» **WORK INSTRUCTIONS**
Return the listing that follows, word for word.

(RECORDS TO USE)

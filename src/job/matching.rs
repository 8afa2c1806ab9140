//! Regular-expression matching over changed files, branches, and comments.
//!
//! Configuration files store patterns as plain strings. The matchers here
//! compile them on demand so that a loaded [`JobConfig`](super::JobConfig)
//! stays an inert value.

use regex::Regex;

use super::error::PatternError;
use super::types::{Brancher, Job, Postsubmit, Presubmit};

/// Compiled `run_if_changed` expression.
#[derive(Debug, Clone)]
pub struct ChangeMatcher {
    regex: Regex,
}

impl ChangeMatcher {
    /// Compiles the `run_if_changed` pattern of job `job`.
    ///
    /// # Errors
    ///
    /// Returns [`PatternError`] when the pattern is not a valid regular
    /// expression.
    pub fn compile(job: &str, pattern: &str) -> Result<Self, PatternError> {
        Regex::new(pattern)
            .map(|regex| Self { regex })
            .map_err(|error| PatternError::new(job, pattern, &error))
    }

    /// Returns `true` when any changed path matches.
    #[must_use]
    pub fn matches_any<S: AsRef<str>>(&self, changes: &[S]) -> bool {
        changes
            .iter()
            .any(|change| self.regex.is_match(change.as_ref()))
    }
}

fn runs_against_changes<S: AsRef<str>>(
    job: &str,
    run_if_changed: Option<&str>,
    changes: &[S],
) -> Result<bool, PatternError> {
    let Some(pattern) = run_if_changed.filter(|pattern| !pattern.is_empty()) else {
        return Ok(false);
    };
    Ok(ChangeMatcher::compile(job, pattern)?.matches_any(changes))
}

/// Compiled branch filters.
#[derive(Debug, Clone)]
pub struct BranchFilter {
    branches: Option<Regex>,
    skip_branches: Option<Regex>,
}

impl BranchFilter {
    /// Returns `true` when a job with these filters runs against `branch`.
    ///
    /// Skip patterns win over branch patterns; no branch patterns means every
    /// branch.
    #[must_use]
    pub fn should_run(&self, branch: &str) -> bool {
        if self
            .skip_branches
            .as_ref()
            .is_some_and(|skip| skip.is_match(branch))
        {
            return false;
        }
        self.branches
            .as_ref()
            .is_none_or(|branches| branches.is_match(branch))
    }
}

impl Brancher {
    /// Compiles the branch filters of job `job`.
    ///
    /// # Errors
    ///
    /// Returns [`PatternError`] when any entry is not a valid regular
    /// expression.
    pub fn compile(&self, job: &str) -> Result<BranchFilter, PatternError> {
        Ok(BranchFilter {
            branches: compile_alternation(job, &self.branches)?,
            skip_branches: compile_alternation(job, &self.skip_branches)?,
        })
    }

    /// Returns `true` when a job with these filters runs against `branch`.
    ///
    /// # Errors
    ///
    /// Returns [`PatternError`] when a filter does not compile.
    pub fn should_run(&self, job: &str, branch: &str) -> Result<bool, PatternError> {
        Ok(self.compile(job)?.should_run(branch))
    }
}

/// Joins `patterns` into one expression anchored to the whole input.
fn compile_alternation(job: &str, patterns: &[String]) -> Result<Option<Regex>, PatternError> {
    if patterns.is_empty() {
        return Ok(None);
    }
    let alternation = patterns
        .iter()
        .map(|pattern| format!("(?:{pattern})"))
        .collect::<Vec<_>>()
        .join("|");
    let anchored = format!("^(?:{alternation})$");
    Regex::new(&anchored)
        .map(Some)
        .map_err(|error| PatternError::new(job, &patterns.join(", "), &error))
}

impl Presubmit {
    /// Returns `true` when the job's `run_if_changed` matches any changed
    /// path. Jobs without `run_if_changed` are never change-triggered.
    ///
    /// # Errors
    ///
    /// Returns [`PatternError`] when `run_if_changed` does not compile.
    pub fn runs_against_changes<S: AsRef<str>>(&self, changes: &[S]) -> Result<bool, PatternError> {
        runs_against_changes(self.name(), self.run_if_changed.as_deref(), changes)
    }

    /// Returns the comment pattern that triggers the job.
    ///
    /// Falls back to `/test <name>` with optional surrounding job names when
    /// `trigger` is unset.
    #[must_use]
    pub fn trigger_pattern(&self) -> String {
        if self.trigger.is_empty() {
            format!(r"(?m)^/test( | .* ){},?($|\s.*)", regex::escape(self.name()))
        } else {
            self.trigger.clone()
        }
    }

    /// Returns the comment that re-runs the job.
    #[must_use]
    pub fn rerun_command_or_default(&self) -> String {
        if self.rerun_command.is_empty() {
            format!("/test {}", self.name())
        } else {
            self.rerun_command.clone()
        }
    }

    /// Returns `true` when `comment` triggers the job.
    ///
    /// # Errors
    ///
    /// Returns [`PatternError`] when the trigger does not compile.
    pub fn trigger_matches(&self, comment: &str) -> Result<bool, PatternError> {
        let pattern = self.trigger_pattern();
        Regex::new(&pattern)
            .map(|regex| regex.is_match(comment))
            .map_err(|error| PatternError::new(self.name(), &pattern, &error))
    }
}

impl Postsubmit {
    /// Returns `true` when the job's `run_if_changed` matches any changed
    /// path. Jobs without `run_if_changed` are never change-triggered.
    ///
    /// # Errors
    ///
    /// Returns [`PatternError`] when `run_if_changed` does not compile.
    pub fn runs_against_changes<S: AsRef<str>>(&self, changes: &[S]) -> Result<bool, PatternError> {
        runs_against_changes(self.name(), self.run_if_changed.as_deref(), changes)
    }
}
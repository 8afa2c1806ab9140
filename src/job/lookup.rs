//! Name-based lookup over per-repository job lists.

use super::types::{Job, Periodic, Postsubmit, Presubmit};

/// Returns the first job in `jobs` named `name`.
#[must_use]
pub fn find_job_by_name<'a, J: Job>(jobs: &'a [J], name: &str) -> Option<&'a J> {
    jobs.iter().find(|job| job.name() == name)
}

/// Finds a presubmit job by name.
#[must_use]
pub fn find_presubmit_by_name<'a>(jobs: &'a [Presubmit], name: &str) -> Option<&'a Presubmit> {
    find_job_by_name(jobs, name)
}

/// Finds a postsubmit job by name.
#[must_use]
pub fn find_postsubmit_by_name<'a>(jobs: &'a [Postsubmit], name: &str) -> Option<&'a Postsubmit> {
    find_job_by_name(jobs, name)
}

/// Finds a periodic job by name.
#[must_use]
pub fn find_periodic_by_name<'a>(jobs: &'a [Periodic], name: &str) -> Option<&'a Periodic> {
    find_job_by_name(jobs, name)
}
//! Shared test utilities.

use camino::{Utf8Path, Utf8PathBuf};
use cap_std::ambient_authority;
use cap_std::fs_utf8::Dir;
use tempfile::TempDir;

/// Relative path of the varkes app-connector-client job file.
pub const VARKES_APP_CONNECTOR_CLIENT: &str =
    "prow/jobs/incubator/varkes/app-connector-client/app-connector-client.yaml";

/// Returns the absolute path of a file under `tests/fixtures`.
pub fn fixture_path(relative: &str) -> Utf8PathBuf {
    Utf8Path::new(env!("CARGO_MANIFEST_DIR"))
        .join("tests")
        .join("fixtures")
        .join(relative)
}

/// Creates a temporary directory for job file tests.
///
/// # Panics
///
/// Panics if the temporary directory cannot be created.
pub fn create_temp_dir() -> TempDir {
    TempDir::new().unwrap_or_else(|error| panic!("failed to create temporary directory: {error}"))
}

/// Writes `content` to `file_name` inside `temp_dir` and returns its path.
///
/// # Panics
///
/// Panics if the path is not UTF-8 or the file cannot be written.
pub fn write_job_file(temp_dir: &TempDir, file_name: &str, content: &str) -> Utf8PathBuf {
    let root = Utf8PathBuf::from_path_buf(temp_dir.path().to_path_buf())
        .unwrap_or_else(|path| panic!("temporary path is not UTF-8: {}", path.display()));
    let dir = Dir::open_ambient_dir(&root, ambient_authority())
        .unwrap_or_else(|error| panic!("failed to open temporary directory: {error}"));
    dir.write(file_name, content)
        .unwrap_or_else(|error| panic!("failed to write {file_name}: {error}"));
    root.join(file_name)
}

(End RECORDS TO USE)

» **RESPONSE AREA**
filename src/job/matching.rs
repository 8afa2c1806ab9140
//! Regular-expression matching over changed files, branches, and comments.
//!
//! Configuration files store patterns as plain strings. The matchers here
//! compile them on demand so that a loaded [`JobConfig`](super::JobConfig)
//! stays an inert value.

use regex::Regex;

use super::error::PatternError;
use super::types::{Brancher, Job, Postsubmit, Presubmit};

/// Compiled `run_if_changed` expression.
#[derive(Debug, Clone)]
pub struct ChangeMatcher {
    regex: Regex,
}

impl ChangeMatcher {
    /// Compiles the `run_if_changed` pattern of job `job`.
    ///
    /// # Errors
    ///
    /// Returns [`PatternError`] when the pattern is not a valid regular
    /// expression.
    pub fn compile(job: &str, pattern: &str) -> Result<Self, PatternError> {
        Regex::new(pattern)
            .map(|regex| Self { regex })
            .map_err(|error| PatternError::new(job, pattern, &error))
    }

    /// Returns `true` when any changed path matches.
    #[must_use]
    pub fn matches_any<S: AsRef<str>>(&self, changes: &[S]) -> bool {
        changes
            .iter()
            .any(|change| self.regex.is_match(change.as_ref()))
    }
}

fn runs_against_changes<S: AsRef<str>>(
    job: &str,
    run_if_changed: Option<&str>,
    changes: &[S],
) -> Result<bool, PatternError> {
    let Some(pattern) = run_if_changed.filter(|pattern| !pattern.is_empty()) else {
        return Ok(false);
    };
    Ok(ChangeMatcher::compile(job, pattern)?.matches_any(changes))
}

/// Compiled branch filters.
#[derive(Debug, Clone)]
pub struct BranchFilter {
    branches: Option<Regex>,
    skip_branches: Option<Regex>,
}

impl BranchFilter {
    /// Returns `true` when a job with these filters runs against `branch`.
    ///
    /// Skip patterns win over branch patterns; no branch patterns means every
    /// branch.
    #[must_use]
    pub fn should_run(&self, branch: &str) -> bool {
        if self
            .skip_branches
            .as_ref()
            .is_some_and(|skip| skip.is_match(branch))
        {
            return false;
        }
        self.branches
            .as_ref()
            .is_none_or(|branches| branches.is_match(branch))
    }
}

impl Brancher {
    /// Compiles the branch filters of job `job`.
    ///
    /// # Errors
    ///
    /// Returns [`PatternError`] when any entry is not a valid regular
    /// expression.
    pub fn compile(&self, job: &str) -> Result<BranchFilter, PatternError> {
        Ok(BranchFilter {
            branches: compile_alternation(job, &self.branches)?,
            skip_branches: compile_alternation(job, &self.skip_branches)?,
        })
    }

    /// Returns `true` when a job with these filters runs against `branch`.
    ///
    /// # Errors
    ///
    /// Returns [`PatternError`] when a filter does not compile.
    pub fn should_run(&self, job: &str, branch: &str) -> Result<bool, PatternError> {
        Ok(self.compile(job)?.should_run(branch))
    }
}

/// Joins `patterns` into one expression anchored to the whole input.
fn compile_alternation(job: &str, patterns: &[String]) -> Result<Option<Regex>, PatternError> {
    if patterns.is_empty() {
        return Ok(None);
    }
    let alternation = patterns
        .iter()
        .map(|pattern| format!("(?:{pattern})"))
        .collect::<Vec<_>>()
        .join("|");
    let anchored = format!("^(?:{alternation})$");
    Regex::new(&anchored)
        .map(Some)
        .map_err(|error| PatternError::new(job, &patterns.join(", "), &error))
}

impl Presubmit {
    /// Returns `true` when the job's `run_if_changed` matches any changed
    /// path. Jobs without `run_if_changed` are never change-triggered.
    ///
    /// # Errors
    ///
    /// Returns [`PatternError`] when `run_if_changed` does not compile.
    pub fn runs_against_changes<S: AsRef<str>>(&self, changes: &[S]) -> Result<bool, PatternError> {
        runs_against_changes(self.name(), self.run_if_changed.as_deref(), changes)
    }

    /// Returns the comment pattern that triggers the job.
    ///
    /// Falls back to `/test <name>` with optional surrounding job names when
    /// `trigger` is unset.
    #[must_use]
    pub fn trigger_pattern(&self) -> String {
        if self.trigger.is_empty() {
            format!(r"(?m)^/test( | .* ){},?($|\s.*)", regex::escape(self.name()))
        } else {
            self.trigger.clone()
        }
    }

    /// Returns the comment that re-runs the job.
    #[must_use]
    pub fn rerun_command_or_default(&self) -> String {
        if self.rerun_command.is_empty() {
            format!("/test {}", self.name())
        } else {
            self.rerun_command.clone()
        }
    }

    /// Returns `true` when `comment` triggers the job.
    ///
    /// # Errors
    ///
    /// Returns [`PatternError`] when the trigger does not compile.
    pub fn trigger_matches(&self, comment: &str) -> Result<bool, PatternError> {
        let pattern = self.trigger_pattern();
        Regex::new(&pattern)
            .map(|regex| regex.is_match(comment))
            .map_err(|error| PatternError::new(self.name(), &pattern, &error))
    }
}

impl Postsubmit {
    /// Returns `true` when the job's `run_if_changed` matches any changed
    /// path. Jobs without `run_if_changed` are never change-triggered.
    ///
    /// # Errors
    ///
    /// Returns [`PatternError`] when `run_if_changed` does not compile.
    pub fn runs_against_changes<S: AsRef<str>>(&self, changes: &[S]) -> Result<bool, PatternError> {
        runs_against_changes(self.name(), self.run_if_changed.as_deref(), changes)
    }
}
repository 8afa2c1806ab9140
filename src/job/lookup.rs
//! Name-based lookup over per-repository job lists.

use super::types::{Job, Periodic, Postsubmit, Presubmit};

/// Returns the first job in `jobs` named `name`.
#[must_use]
pub fn find_job_by_name<'a, J: Job>(jobs: &'a [J], name: &str) -> Option<&'a J> {
    jobs.iter().find(|job| job.name() == name)
}

/// Finds a presubmit job by name.
#[must_use]
pub fn find_presubmit_by_name<'a>(jobs: &'a [Presubmit], name: &str) -> Option<&'a Presubmit> {
    find_job_by_name(jobs, name)
}

/// Finds a postsubmit job by name.
#[must_use]
pub fn find_postsubmit_by_name<'a>(jobs: &'a [Postsubmit], name: &str) -> Option<&'a Postsubmit> {
    find_job_by_name(jobs, name)
}

/// Finds a periodic job by name.
#[must_use]
pub fn find_periodic_by_name<'a>(jobs: &'a [Periodic], name: &str) -> Option<&'a Periodic> {
    find_job_by_name(jobs, name)
}
//! Shared test utilities.

use camino::{Utf8Path, Utf8PathBuf};
use cap_std::ambient_authority;
use cap_std::fs_utf8::Dir;
use tempfile::TempDir;

/// Relative path of the varkes app-connector-client job file.
pub const VARKES_APP_CONNECTOR_CLIENT: &str =
    "prow/jobs/incubator/varkes/app-connector-client/app-connector-client.yaml";

/// Returns the absolute path of a file under `tests/fixtures`.
pub fn fixture_path(relative: &str) -> Utf8PathBuf {
    Utf8Path::new(env!("CARGO_MANIFEST_DIR"))
        .join("tests")
        .join("fixtures")
        .join(relative)
}

/// Creates a temporary directory for job file tests.
///
/// # Panics
///
/// Panics if the temporary directory cannot be created.
pub fn create_temp_dir() -> TempDir {
    TempDir::new().unwrap_or_else(|error| panic!("failed to create temporary directory: {error}"))
}

/// Writes `content` to `file_name` inside `temp_dir` and returns its path.
///
/// # Panics
///
/// Panics if the path is not UTF-8 or the file cannot be written.
pub fn write_job_file(temp_dir: &TempDir, file_name: &str, content: &str) -> Utf8PathBuf {
    let root = Utf8PathBuf::from_path_buf(temp_dir.path().to_path_buf())
        .unwrap_or_else(|path| panic!("temporary path is not UTF-8: {}", path.display()));
    let dir = Dir::open_ambient_dir(&root, ambient_authority())
        .unwrap_or_else(|error| panic!("failed to open temporary directory: {error}"));
    dir.write(file_name, content)
        .unwrap_or_else(|error| panic!("failed to write {file_name}: {error}"));
    root.join(file_name)
}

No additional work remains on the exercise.